Million Dollar Cowboy (Cupid, Texas #5)(44)
When that song finished and the band broke into "Save a Horse Ride a Cowboy," the women cheered and the dance floor flooded with boot-scooting line dancers. Kaia shot a glance at Ridge, but Vivi was already claiming him, taking him by both hands and dragging him into the fray.
And boy, the man could dance!
Her jaw dropped.
Kaia sat watching and clapping, enjoying being a spectator, but then Duke came and without even asking, spun her out of her chair, not taking "no" for an answer.
"You're dancing with me, girly," he announced.
Not wanting to make a scene at her brother's wedding, she helplessly joined Ridge's father on the dance floor, but she couldn't shake the feeling she was a pawn in the middle of some grudge game between Vivi, Duke, and Ridge. And that was a triangle she wanted nothing of.

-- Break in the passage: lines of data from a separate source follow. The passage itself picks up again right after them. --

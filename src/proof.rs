//! Proof generation / verification (spec §4.8, §4.9, components 9-10): a
//! Fiat–Shamir-transformed Σ-protocol proof of knowledge of a valid BBS
//! signature over an undisclosed subset of the signed messages.

use blstrs::{G1Affine, G1Projective, G2Affine, G2Projective, Scalar};
use ff::Field;
use group::Group;
use rand_core::{CryptoRng, RngCore};
use serde::{Deserialize, Serialize};

use crate::ciphersuite::Ciphersuite;
use crate::domain::calculate_domain;
use crate::error::{Error, Result};
use crate::field::hash_to_scalar;
use crate::generators::create_generators;
use crate::keys::{octets_to_pub_key, PublicKeyBytes};
use crate::messages::messages_to_scalars;
use crate::signature::{decode_signature, pairing_eq, SignatureBytes};
use crate::util::{i2osp, serialize, Elem};

/// `3*48 + (4+U)*32` octets, `U` = number of undisclosed messages (spec
/// §3, floor length 304 for `U = 0`).
#[derive(Clone, PartialEq, Eq, Serialize, Deserialize)]
pub struct ProofBytes(#[serde(with = "serde_bytes")] Vec<u8>);

const POINT_BLOCK_LEN: usize = 3 * 48;
const FIXED_SCALAR_COUNT: usize = 4;
const FLOOR_LEN: usize = POINT_BLOCK_LEN + FIXED_SCALAR_COUNT * 32;

impl ProofBytes {
    pub fn new(bytes: Vec<u8>) -> Result<Self> {
        validate_shape(&bytes)?;
        Ok(Self(bytes))
    }

    pub fn undisclosed_count(&self) -> usize {
        (self.0.len() - FLOOR_LEN) / 32
    }

    pub fn validate(&self) -> Result<()> {
        decode_proof(self).map(|_| ())
    }
}

impl AsRef<[u8]> for ProofBytes {
    fn as_ref(&self) -> &[u8] {
        &self.0
    }
}

fn validate_shape(bytes: &[u8]) -> Result<()> {
    if bytes.len() < FLOOR_LEN || (bytes.len() - FLOOR_LEN) % 32 != 0 {
        return Err(Error::InvalidEncoding("proof length must be 304 + 32*U octets"));
    }
    Ok(())
}

fn decode_g1(bytes: &[u8]) -> Result<G1Projective> {
    let mut arr = [0u8; 48];
    arr.copy_from_slice(bytes);
    let affine = G1Affine::from_compressed(&arr);
    if !bool::from(affine.is_some()) {
        return Err(Error::InvalidEncoding("proof point does not decode"));
    }
    let point = G1Projective::from(affine.unwrap());
    if bool::from(point.is_identity()) {
        return Err(Error::InvalidEncoding("proof point is the identity"));
    }
    Ok(point)
}

fn decode_scalar(bytes: &[u8]) -> Result<Scalar> {
    let mut arr = [0u8; 32];
    arr.copy_from_slice(bytes);
    let candidate = Scalar::from_bytes_be(&arr);
    if !bool::from(candidate.is_some()) {
        return Err(Error::InvalidEncoding("proof scalar is not canonical"));
    }
    let s = candidate.unwrap();
    if bool::from(s.is_zero()) {
        return Err(Error::InvalidEncoding("proof scalar must be nonzero"));
    }
    Ok(s)
}

struct DecodedProof {
    abar: G1Projective,
    bbar: G1Projective,
    d: G1Projective,
    e_hat: Scalar,
    r1_hat: Scalar,
    r3_hat: Scalar,
    m_hat: Vec<Scalar>,
    c: Scalar,
}

fn decode_proof(proof: &ProofBytes) -> Result<DecodedProof> {
    validate_shape(&proof.0)?;
    let b = &proof.0;
    let abar = decode_g1(&b[0..48])?;
    let bbar = decode_g1(&b[48..96])?;
    let d = decode_g1(&b[96..144])?;

    let u = proof.undisclosed_count();
    let e_hat = decode_scalar(&b[144..176])?;
    let r1_hat = decode_scalar(&b[176..208])?;
    let r3_hat = decode_scalar(&b[208..240])?;
    let mut m_hat = Vec::with_capacity(u);
    for i in 0..u {
        let start = 240 + i * 32;
        m_hat.push(decode_scalar(&b[start..start + 32])?);
    }
    let c_start = 240 + u * 32;
    let c = decode_scalar(&b[c_start..c_start + 32])?;

    Ok(DecodedProof { abar, bbar, d, e_hat, r1_hat, r3_hat, m_hat, c })
}

fn random_scalar<R: RngCore + CryptoRng>(rng: &mut R) -> Result<Scalar> {
    const MAX_ATTEMPTS: u32 = 128;
    for _ in 0..MAX_ATTEMPTS {
        let mut buf = [0u8; 32];
        rng.fill_bytes(&mut buf);
        let candidate = Scalar::from_bytes_be(&buf);
        if bool::from(candidate.is_some()) {
            return Ok(candidate.unwrap());
        }
    }
    Err(Error::CryptoFailure("random scalar rejection sampling exceeded 128 iterations"))
}

/// `calculate_random_scalars(k)` (spec §4.8 step 4, §5 "Randomness"): the
/// only non-deterministic step, and the entire source of unlinkability.
pub fn calculate_random_scalars<R: RngCore + CryptoRng>(rng: &mut R, count: usize) -> Result<Vec<Scalar>> {
    (0..count).map(|_| random_scalar(rng)).collect()
}

fn undisclosed_indexes(l: usize, disclosed: &[usize]) -> Vec<usize> {
    (1..=l).filter(|i| !disclosed.contains(i)).collect()
}

/// Shared Fiat–Shamir challenge computation (spec §4.8 step 11, reused
/// verbatim by verification step 7).
#[allow(clippy::too_many_arguments)]
fn compute_challenge(
    cs: Ciphersuite,
    abar: &G1Projective,
    bbar: &G1Projective,
    d: &G1Projective,
    t1: &G1Projective,
    t2: &G1Projective,
    domain: Scalar,
    disclosed_indexes: &[usize],
    disclosed_msg_scalars: &[Scalar],
    ph: &[u8],
) -> Result<Scalar> {
    let mut elems = vec![Elem::G1(abar), Elem::G1(bbar), Elem::G1(d), Elem::G1(t1), Elem::G1(t2), Elem::Int(disclosed_indexes.len() as u64)];
    let zero_based: Vec<u64> = disclosed_indexes.iter().map(|&i| (i - 1) as u64).collect();
    elems.extend(zero_based.iter().map(|i| Elem::Int(*i)));
    elems.extend(disclosed_msg_scalars.iter().map(Elem::Scalar));
    elems.push(Elem::Scalar(&domain));

    let mut bytes = serialize(&elems);
    bytes.extend_from_slice(&i2osp(ph.len() as u64, 8)?);
    bytes.extend_from_slice(ph);
    hash_to_scalar(cs, &bytes, &cs.hash_to_scalar_dst())
}

fn compute_b_all(p1: G1Projective, q1: &G1Projective, domain: Scalar, h: &[G1Projective], msg_scalars: &[Scalar]) -> G1Projective {
    let mut b = p1 + *q1 * domain;
    for (hi, mi) in h.iter().zip(msg_scalars) {
        b += *hi * *mi;
    }
    b
}

/// `proof_gen(cs, PK, signature, header, ph, messages, disclosed_indexes)`
/// (spec §4.8). `disclosed_indexes` are 1-based and must be sorted and
/// unique; out-of-range indexes are an `InvalidArgument`.
pub fn proof_gen<R: RngCore + CryptoRng>(
    cs: Ciphersuite,
    pk: &PublicKeyBytes,
    signature: &SignatureBytes,
    header: &[u8],
    ph: &[u8],
    messages: &[&[u8]],
    disclosed_indexes: &[usize],
    rng: &mut R,
) -> Result<ProofBytes> {
    let (a, e) = decode_signature(signature)?;
    let l = messages.len();
    for &idx in disclosed_indexes {
        if idx == 0 || idx > l {
            return Err(Error::InvalidArgument("disclosed index out of range"));
        }
    }

    let msg_scalars = messages_to_scalars(cs, messages)?;
    let generators = create_generators(cs, l as u64 + 1)?;
    let q1 = &generators[0];
    let h = &generators[1..];

    let undisclosed = undisclosed_indexes(l, disclosed_indexes);
    let u = undisclosed.len();

    let randoms = calculate_random_scalars(rng, 5 + u)?;
    let (r1, r2, e_tilde, r1_tilde, r3_tilde) = (randoms[0], randoms[1], randoms[2], randoms[3], randoms[4]);
    let m_tilde = &randoms[5..];

    let domain = calculate_domain(cs, pk, q1, h, header)?;
    let p1 = cs.p1()?;
    let b = compute_b_all(p1, q1, domain, h, &msg_scalars);

    let d = b * r2;
    let abar = a * (r1 * r2);
    let bbar = d * r1 - abar * e;

    let t1 = abar * e_tilde + d * r1_tilde;
    let mut t2 = d * r3_tilde;
    for (j, &idx) in undisclosed.iter().enumerate() {
        t2 += h[idx - 1] * m_tilde[j];
    }

    let disclosed_msg_scalars: Vec<Scalar> = disclosed_indexes.iter().map(|&i| msg_scalars[i - 1]).collect();
    let c = compute_challenge(cs, &abar, &bbar, &d, &t1, &t2, domain, disclosed_indexes, &disclosed_msg_scalars, ph)?;

    let r3 = r2.invert().unwrap();
    let e_hat = e_tilde + e * c;
    let r1_hat = r1_tilde - r1 * c;
    let r3_hat = r3_tilde - r3 * c;
    let m_hat: Vec<Scalar> = undisclosed.iter().enumerate().map(|(j, &idx)| m_tilde[j] + msg_scalars[idx - 1] * c).collect();

    let mut elems = vec![Elem::G1(&abar), Elem::G1(&bbar), Elem::G1(&d), Elem::Scalar(&e_hat), Elem::Scalar(&r1_hat), Elem::Scalar(&r3_hat)];
    elems.extend(m_hat.iter().map(Elem::Scalar));
    elems.push(Elem::Scalar(&c));
    let bytes = serialize(&elems);

    ProofBytes::new(bytes)
}

/// `proof_verify(cs, PK, proof, header, ph, disclosed_messages,
/// disclosed_indexes)` (spec §4.9).
pub fn proof_verify(
    cs: Ciphersuite,
    pk: &PublicKeyBytes,
    proof: &ProofBytes,
    header: &[u8],
    ph: &[u8],
    disclosed_messages: &[&[u8]],
    disclosed_indexes: &[usize],
) -> Result<bool> {
    if disclosed_messages.len() != disclosed_indexes.len() {
        return Err(Error::InvalidArgument("disclosed_messages and disclosed_indexes must have equal length"));
    }
    let decoded = decode_proof(proof)?;
    let w = octets_to_pub_key(pk)?;

    let r = disclosed_indexes.len();
    let u = decoded.m_hat.len();
    let l = r + u;
    for &idx in disclosed_indexes {
        if idx == 0 || idx > l {
            return Err(Error::InvalidArgument("disclosed index out of range"));
        }
    }

    let generators = create_generators(cs, l as u64 + 1)?;
    let q1 = &generators[0];
    let h = &generators[1..];

    let undisclosed = undisclosed_indexes(l, disclosed_indexes);
    let disclosed_msg_scalars = messages_to_scalars(cs, disclosed_messages)?;

    let domain = calculate_domain(cs, pk, q1, h, header)?;
    let p1 = cs.p1()?;

    let t1 = decoded.bbar * decoded.c + decoded.abar * decoded.e_hat + decoded.d * decoded.r1_hat;

    let mut bv = p1 + *q1 * domain;
    for (&idx, mi) in disclosed_indexes.iter().zip(&disclosed_msg_scalars) {
        bv += h[idx - 1] * mi;
    }
    let mut t2 = bv * decoded.c + decoded.d * decoded.r3_hat;
    for (j, &idx) in undisclosed.iter().enumerate() {
        t2 += h[idx - 1] * decoded.m_hat[j];
    }

    let c_prime = compute_challenge(cs, &decoded.abar, &decoded.bbar, &decoded.d, &t1, &t2, domain, disclosed_indexes, &disclosed_msg_scalars, ph)?;

    if c_prime != decoded.c {
        return Ok(false);
    }

    // spec §4.9 step 8: pairing(W, Abar) == pairing(g2, Bbar).
    Ok(pairing_eq(
        G1Affine::from(decoded.abar),
        G2Affine::from(w),
        G1Affine::from(decoded.bbar),
        G2Affine::from(G2Projective::generator()),
    ))
}

#[cfg(test)]
mod tests {
    use super::*;
    use crate::keys::{keygen, sk2pk};
    use crate::signature::sign;
    use rand_chacha::ChaCha20Rng;
    use rand_core::SeedableRng;

    fn setup() -> (PublicKeyBytes, SignatureBytes, Vec<&'static [u8]>) {
        let sk = keygen(Ciphersuite::Sha256, &[11u8; 32], b"").unwrap();
        let pk = sk2pk(&sk);
        let messages: Vec<&'static [u8]> = vec![b"a", b"b", b"c", b"d", b"e"];
        let sig = sign(Ciphersuite::Sha256, &sk, &pk, b"", &messages).unwrap();
        (pk, sig, messages)
    }

    #[test]
    fn proof_gen_then_verify_round_trips_on_disclosed_subset() {
        let (pk, sig, messages) = setup();
        let mut rng = ChaCha20Rng::seed_from_u64(1);
        let disclosed = [1usize, 3];
        let proof = proof_gen(Ciphersuite::Sha256, &pk, &sig, b"", b"ph", &messages, &disclosed, &mut rng).unwrap();
        let disclosed_messages: Vec<&[u8]> = disclosed.iter().map(|&i| messages[i - 1]).collect();
        assert!(proof_verify(Ciphersuite::Sha256, &pk, &proof, b"", b"ph", &disclosed_messages, &disclosed).unwrap());
    }

    #[test]
    fn full_hiding_proof_verifies_with_no_disclosed_messages() {
        let (pk, sig, messages) = setup();
        let mut rng = ChaCha20Rng::seed_from_u64(2);
        let proof = proof_gen(Ciphersuite::Sha256, &pk, &sig, b"", b"", &messages, &[], &mut rng).unwrap();
        assert_eq!(proof.undisclosed_count(), messages.len());
        assert!(proof_verify(Ciphersuite::Sha256, &pk, &proof, b"", b"", &[], &[]).unwrap());
    }

    #[test]
    fn tampering_with_presentation_header_breaks_verification() {
        let (pk, sig, messages) = setup();
        let mut rng = ChaCha20Rng::seed_from_u64(3);
        let proof = proof_gen(Ciphersuite::Sha256, &pk, &sig, b"", b"ph", &messages, &[], &mut rng).unwrap();
        assert!(!proof_verify(Ciphersuite::Sha256, &pk, &proof, b"", b"different", &[], &[]).unwrap());
    }

    #[test]
    fn proof_gen_rejects_out_of_range_index() {
        let (pk, sig, messages) = setup();
        let mut rng = ChaCha20Rng::seed_from_u64(4);
        assert!(proof_gen(Ciphersuite::Sha256, &pk, &sig, b"", b"", &messages, &[99], &mut rng).is_err());
    }
}
//! Octet/integer conversions and the polymorphic `serialize` helper (spec §4.1).
//!
//! Grounded on the teacher's preference for small, explicit value types
//! over dynamic dispatch (`HashOutput`, `Randomizer`, `Commitment` in
//! `crypto/hash.rs`/`crypto/random.rs`/`crypto/commit.rs`): `Elem` is a
//! tagged sum over the four shapes the BBS wire format ever serializes,
//! rather than a trait object.

use blstrs::{G1Projective, G2Projective, Scalar};
use byteorder::{BigEndian, ByteOrder};

use crate::error::{Error, Result};

/// Big-endian `n`-octet encoding of `x`. Fails if `x >= 256^n`.
///
/// `n` is at most 8 at every call site in this crate (message counts and
/// header/key_info lengths), so `x` is taken as `u64` rather than an
/// arbitrary-precision integer.
pub fn i2osp(x: u64, n: usize) -> Result<Vec<u8>> {
    if n == 0 || n > 8 {
        return Err(Error::InvalidArgument("i2osp: n out of supported range"));
    }
    if n < 8 && x >= 1u64 << (8 * n) {
        return Err(Error::InvalidArgument("i2osp: integer too large for n octets"));
    }
    let mut buf = [0u8; 8];
    BigEndian::write_u64(&mut buf, x);
    Ok(buf[8 - n..].to_vec())
}

/// Inverse of `i2osp` for octet strings that fit in a `u128`.
///
/// This core never needs to invert lengths longer than 16 octets (all
/// lengths it handles are message/header sizes), so wider inputs are
/// rejected rather than silently truncated.
pub fn os2ip(octets: &[u8]) -> Result<u128> {
    if octets.len() > 16 {
        return Err(Error::InvalidArgument("os2ip: input wider than 16 octets"));
    }
    let mut buf = [0u8; 16];
    buf[16 - octets.len()..].copy_from_slice(octets);
    Ok(u128::from_be_bytes(buf))
}

/// One element of a `serialize(list)` call (spec §4.1).
pub enum Elem<'a> {
    G1(&'a G1Projective),
    G2(&'a G2Projective),
    Scalar(&'a Scalar),
    /// A small nonnegative integer, encoded as 8 big-endian octets.
    Int(u64),
}

/// Concatenate the wire encoding of each element in order.
///
/// G1/G2 map to their 48/96-octet Zcash-compressed form, `Scalar` to 32
/// big-endian octets, `Int` to 8 big-endian octets. The shape of each call
/// site is fixed by the algorithm that calls it (§4.1): callers build a
/// `Vec<Elem>` of the exact fixed arity their step of the protocol needs.
pub fn serialize(list: &[Elem<'_>]) -> Vec<u8> {
    let mut out = Vec::new();
    for elem in list {
        match elem {
            Elem::G1(p) => out.extend_from_slice(&p.to_compressed()),
            Elem::G2(p) => out.extend_from_slice(&p.to_compressed()),
            Elem::Scalar(s) => out.extend_from_slice(&s.to_bytes_be()),
            Elem::Int(n) => {
                let mut buf = [0u8; 8];
                BigEndian::write_u64(&mut buf, *n);
                out.extend_from_slice(&buf);
            }
        }
    }
    out
}

#[cfg(test)]
mod tests {
    use super::*;

    #[test]
    fn i2osp_roundtrips_through_os2ip() {
        let encoded = i2osp(4660, 8).unwrap();
        assert_eq!(encoded.len(), 8);
        assert_eq!(os2ip(&encoded).unwrap(), 4660);
    }

    #[test]
    fn i2osp_rejects_overflow() {
        assert!(i2osp(256, 1).is_err());
        assert!(i2osp(255, 1).is_ok());
    }

    #[test]
    fn serialize_concatenates_in_order() {
        let s = Scalar::from(7u64);
        let out = serialize(&[Elem::Int(3), Elem::Scalar(&s)]);
        assert_eq!(out.len(), 8 + 32);
        assert_eq!(&out[0..8], &3u64.to_be_bytes());
    }
}
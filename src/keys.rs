//! Keygen and public-key derivation (spec §4.5, component 7).

use blstrs::{G2Affine, G2Projective, Scalar};
use ff::Field;
use group::Group;
use rand_core::{CryptoRng, RngCore};
use serde::{Deserialize, Serialize};
use zeroize::{Zeroize, ZeroizeOnDrop};

use crate::ciphersuite::Ciphersuite;
use crate::error::{Error, Result};
use crate::field::hash_to_scalar;
use crate::util::i2osp;

/// A nonzero `Fr` secret key, held as its canonical 32-byte big-endian
/// encoding so the wrapper can derive `Zeroize`/`ZeroizeOnDrop` directly
/// (`blstrs::Scalar` itself carries no zeroize support) — grounded on the
/// teacher's identical treatment of `SecureScalar`.
#[derive(Clone, Zeroize, ZeroizeOnDrop)]
pub struct SecretKey([u8; 32]);

impl SecretKey {
    pub fn scalar(&self) -> Scalar {
        Scalar::from_bytes_be(&self.0).unwrap()
    }

    pub fn to_bytes(&self) -> [u8; 32] {
        self.0
    }

    pub fn from_bytes(bytes: [u8; 32]) -> Result<Self> {
        let candidate = Scalar::from_bytes_be(&bytes);
        if !bool::from(candidate.is_some()) {
            return Err(Error::InvalidEncoding("secret key bytes are not a canonical scalar"));
        }
        if bool::from(candidate.unwrap().is_zero()) {
            return Err(Error::InvalidEncoding("secret key scalar is zero"));
        }
        Ok(Self(bytes))
    }
}

/// 96-byte Zcash-compressed G2 public key (spec §3, §6.2).
///
/// `Serialize`/`Deserialize` are derived for hosts that want to carry this
/// type through `serde` rather than handling raw octets themselves
/// (SPEC_FULL.md §H); this crate's own operations all take `&[u8]`/
/// `AsRef<[u8]>` and never require `serde` internally.
#[derive(Clone, Copy, PartialEq, Eq, Serialize, Deserialize)]
pub struct PublicKeyBytes(#[serde(with = "serde_bytes_array")] [u8; 96]);

mod serde_bytes_array {
    use serde::{Deserializer, Serializer};

    pub fn serialize<S: Serializer>(bytes: &[u8; 96], s: S) -> Result<S::Ok, S::Error> {
        serde_bytes::serialize(bytes.as_slice(), s)
    }

    pub fn deserialize<'de, D: Deserializer<'de>>(d: D) -> Result<[u8; 96], D::Error> {
        let v: Vec<u8> = serde_bytes::deserialize(d)?;
        v.try_into().map_err(|_| serde::de::Error::custom("public key must be 96 octets"))
    }
}

impl PublicKeyBytes {
    pub const fn new(bytes: [u8; 96]) -> Self {
        Self(bytes)
    }

    /// Wrap an arbitrary-length octet buffer, checking the 96-octet
    /// length a host-supplied value is not guaranteed to have.
    pub fn from_slice(octets: &[u8]) -> Result<Self> {
        let bytes: [u8; 96] = octets
            .try_into()
            .map_err(|_| Error::InvalidEncoding("public key must be 96 octets"))?;
        Ok(Self(bytes))
    }

    pub fn validate(&self) -> Result<()> {
        octets_to_pub_key(self).map(|_| ())
    }
}

impl AsRef<[u8]> for PublicKeyBytes {
    fn as_ref(&self) -> &[u8] {
        &self.0
    }
}

fn derive_input(ikm: &[u8], key_info: &[u8]) -> Result<Vec<u8>> {
    if ikm.len() < 32 {
        return Err(Error::InvalidArgument("IKM must be at least 32 octets"));
    }
    if key_info.len() >= (1 << 16) {
        return Err(Error::InvalidArgument("key_info must be shorter than 2^16 octets"));
    }
    let mut input = ikm.to_vec();
    input.extend_from_slice(&i2osp(key_info.len() as u64, 2)?);
    input.extend_from_slice(key_info);
    Ok(input)
}

/// `keygen(cs, IKM, key_info)` (spec §4.5). Callers without their own IKM
/// should use [`keygen_random`] instead.
pub fn keygen(cs: Ciphersuite, ikm: &[u8], key_info: &[u8]) -> Result<SecretKey> {
    let input = derive_input(ikm, key_info)?;
    let sk = hash_to_scalar(cs, &input, &cs.key_dst())?;
    if bool::from(sk.is_zero()) {
        return Err(Error::CryptoFailure("derived secret key scalar is zero"));
    }
    Ok(SecretKey(sk.to_bytes_be()))
}

/// `keygen` with a fresh 32-byte `IKM` drawn from `rng` (spec §5:
/// "Keygen uses the same RNG when IKM is not supplied").
pub fn keygen_random<R: RngCore + CryptoRng>(cs: Ciphersuite, rng: &mut R, key_info: &[u8]) -> Result<SecretKey> {
    let mut ikm = [0u8; 32];
    rng.fill_bytes(&mut ikm);
    keygen(cs, &ikm, key_info)
}

/// `sk2pk(SK) = Zcash-encode(g2 * SK)` (spec §4.5).
pub fn sk2pk(sk: &SecretKey) -> PublicKeyBytes {
    let w = G2Projective::generator() * sk.scalar();
    PublicKeyBytes(w.to_compressed())
}

/// `octets_to_pub_key(PK)` (spec §4.5): decode, reject the identity.
///
/// `G2Affine::from_compressed` already performs the curve-equation and
/// subgroup checks Zcash-format decompression requires; this core does not
/// additionally multiply by `r` as a `Scalar` to re-check subgroup
/// membership, since `Scalar`'s own modulus *is* `r` — representing the
/// literal integer `r` as a `Scalar` degenerates to zero, which would make
/// the check pass for every point rather than test anything.
pub fn octets_to_pub_key(pk: &PublicKeyBytes) -> Result<G2Projective> {
    let affine = G2Affine::from_compressed(&pk.0);
    if !bool::from(affine.is_some()) {
        return Err(Error::InvalidEncoding("public key does not decode"));
    }
    let point = G2Projective::from(affine.unwrap());
    if bool::from(point.is_identity()) {
        return Err(Error::InvalidEncoding("public key is the identity"));
    }
    Ok(point)
}

#[cfg(test)]
mod tests {
    use super::*;
    use rand_chacha::ChaCha20Rng;
    use rand_core::SeedableRng;

    #[test]
    fn keygen_rejects_short_ikm() {
        assert!(keygen(Ciphersuite::Sha256, &[0u8; 31], b"").is_err());
    }

    #[test]
    fn keygen_is_deterministic_given_fixed_ikm() {
        let ikm = [7u8; 32];
        let a = keygen(Ciphersuite::Sha256, &ikm, b"").unwrap();
        let b = keygen(Ciphersuite::Sha256, &ikm, b"").unwrap();
        assert_eq!(a.to_bytes(), b.to_bytes());
    }

    #[test]
    fn sk2pk_round_trips_through_octets_to_pub_key() {
        let mut rng = ChaCha20Rng::seed_from_u64(42);
        let sk = keygen_random(Ciphersuite::Sha256, &mut rng, b"").unwrap();
        let pk = sk2pk(&sk);
        let w = octets_to_pub_key(&pk).unwrap();
        assert_eq!(w, G2Projective::generator() * sk.scalar());
    }

    #[test]
    fn equal_secret_keys_yield_equal_public_keys() {
        let ikm = [9u8; 32];
        let sk1 = keygen(Ciphersuite::Sha256, &ikm, b"").unwrap();
        let sk2 = keygen(Ciphersuite::Sha256, &ikm, b"").unwrap();
        assert_eq!(sk2pk(&sk1).0, sk2pk(&sk2).0);
    }
}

Duke's black eye was as vivid as Ridge's and he was sweating and pausing to mop his face with a handkerchief.
That song faded and the notes of the next tune started up. "Angel Loved the Devil." A waltz. She was certainly not going to slow dance with Ridge's father.
She opened her mouth to tell Duke she needed water, but before she could get a word out, there was Ridge standing beside his father. They stared at each other with mirrored black eyes.
"I'm cutting in," Ridge stated, not asking permission. Damn those Lockhart men and their high-handed ways.
Duke hardened his chin. "I was here first."
Kaia sank her hands on her hips. "I'm not a pork chop. I'm not dancing with either one of you. Zeke . . ." She reached for the ranch hand who was passing by. "Dance with me."
Zeke grinned like an opossum and took her up on the offer. Leaving both Duke and Ridge looking put out. Good. Served 'em right.
But she couldn't help watching Ridge over Zeke's shoulder. And when he smiled, damn her hide, she smiled right back.
"You're going to blow it with Kaia," Duke said to Ridge.
"I didn't ask your opinion."
"It's for the best that you do blow it. She's a good girl. Doesn't need the likes of you fouling her up."
"Screw you, Dad."
"Back at you."
"We're such a lovely family."
"When I saw you getting cozy with her I thought, now there's a Titanic romance. Gonna hit an iceberg and sink quick."
"Why would you say something like that?"
"Because I know you. The minute things get tough, you take off. I know you don't think you do it. I know you tell yourself tall tales about why you run away, but the bottom line? You don't show up for life. That's why you shouldn't get cozy with her. She deserves someone who'll stick around."
Ridge turned his jaw to marble, tightening his muscles until they quivered with repressed anger. "We're not getting cozy."
"You think I'm blind?"
"I think you have no right to weigh in on anyone else's romance."
"Touché," Duke said mildly, surprising Ridge with a mashed-potatoes voice. "She is gorgeous. You've got good taste."
"Back off."
"I'm married, you idiot," Duke scoffed.
"I don't trust you. You have a history of stealing my girlfriends."
"If Vivi was so easy to steal away, she wasn't yours in the first place." Duke snorted like a longhorn lost in a mesquite thicket. "There's one thing you fail to understand about me and Vivi, son."
Ridge prickled at the word son. "And that is?"
"I love her."
It was Ridge's turn to snort.
Duke thrust out his chest. "And she loves me."
"Whatever you need to tell yourself."
"It might not be the most functional relationship in the world," Duke admitted. "But it works for us. We've been married ten years, and still going strong."
"Angling for husband of the year?"
"Smart-ass."
"I inherited it from somewhere."
"Your mother's side."
Ridge narrowed his eyes. "As if you knew the first thing about my mother."
Duke stared at Ridge, his face pale beneath his tan, eyes red and exhausted. "You think I'm hard? Boy, you don't know the meaning of the word. Try having my old man for a father. Compared to that, you got lucky. You got cream puff."
"I know, I know. Gramps used to beat you with a bullwhip."
"I got the scars to prove it." Duke yanked his shirttail from his pants and lifted up the hem to reveal a crisscross of old scars striping his back. "I don't hold it against him though."
"No?"
"My father knew this was a harsh land and you had to be tough to make it in the Trans-Pecos."